This Week, Honestly

3 min read

Embracing the Fall: Understanding True Qualifications Beyond Traditional Success

Traditional success teaches you to climb. Falling teaches you something different — and arguably more useful. On the qualifications a CV can't capture.

There's a story we're told early. Study hard. Get the qualification. Get the job. Climb the structure. Each rung confirms the last one. The CV grows. The titles get larger. The salary follows. At some point, you arrive somewhere, and the arrival is supposed to mean something.

I lived inside that story for a long time. I had qualifications. I had advanced industry credentials. I ran businesses. I won an Order of Australia Medal in 2002. From the outside, the story was tracking.

And then it wasn't.

What I learned in the fall is that the qualifications that come from climbing are not the same as the qualifications that come from collapsing — and the second kind is the one I now value most.

What climbing teaches you

Climbing teaches you to perform. It teaches you to play the rules of whatever system you're inside. It teaches you to manage perception. It teaches you to look the part, sound the part, and produce the deliverables that get the next promotion.

None of that is bad. Most of it is useful. Some of it is necessary just to function in an organisation.

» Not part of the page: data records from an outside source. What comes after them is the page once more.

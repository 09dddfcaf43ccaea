use serde::Deserialize;
use std::{fs, path::Path};

use crate::errors::ConfigError;

#[derive(Debug, Deserialize, Clone)]
#[serde(default)]
pub struct AppConfig {
    /// HTTP port to listen on.
    pub port: u16,

    /// Log level for tracing (e.g. "info", "debug").
    pub log_level: String,

    /// Path to the append-only record file.
    ///
    /// If `None`, counter and message live in memory only and are lost on
    /// restart.
    pub data_path: Option<String>,

    /// Directory served under `/static`.
    pub static_dir: String,

    pub server_version: String,

    /// Capacity of each subscriber's private delivery channel.
    ///
    /// Events offered to a full channel are dropped for that subscriber.
    pub subscriber_buffer: usize,

    /// Interval (seconds) between SSE keep-alive comments.
    pub keep_alive_secs: u64,

    /// Maximum lifetime (seconds) of one event stream connection.
    ///
    /// If `None`, a stream stays open until the client goes away or the
    /// server shuts down.
    pub stream_timeout_secs: Option<u64>,
}

impl Default for AppConfig {
    fn default() -> Self {
        Self {
            port: 3000,
            log_level: "info".to_string(),
            data_path: None,
            static_dir: "static".to_string(),
            server_version: env!("CARGO_PKG_VERSION").to_string(),
            subscriber_buffer: 8,
            keep_alive_secs: 15,
            stream_timeout_secs: None,
        }
    }
}

impl AppConfig {
    pub fn load_from_file(path: &str) -> Result<Self, ConfigError> {
        let file = fs::read_to_string(Path::new(path)).map_err(|source| ConfigError::Read {
            path: path.to_string(),
            source,
        })?;

        let mut cfg =
            serde_json::from_str::<AppConfig>(&file).map_err(|source| ConfigError::Parse {
                path: path.to_string(),
                source,
            })?;

        // tokio channels need room for at least one event
        cfg.subscriber_buffer = cfg.subscriber_buffer.max(1);
        Ok(cfg)
    }
}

But climbing doesn't teach you what to do when the system stops protecting you. It doesn't teach you who you are when the title goes. It doesn't teach you what your character actually does under real pressure, because for most of the climb the pressure is theatrical — performance pressure, deadline pressure, optics pressure. The stakes feel huge but the floor is mostly safe.

The qualifications I got from climbing are the ones on my CV. They got me into rooms. They opened doors. I'm not throwing them out.

But they didn't teach me anything about myself I didn't already know.

What falling teaches you

Falling teaches you what you're made of when nobody's watching and nothing's protecting you.

You learn what your character does when there's no career to lose because the career is already gone. You learn what your relationships are actually built on when the obvious benefits of knowing you have evaporated. You learn whether you can keep your word to yourself when no one will ever know if you broke it.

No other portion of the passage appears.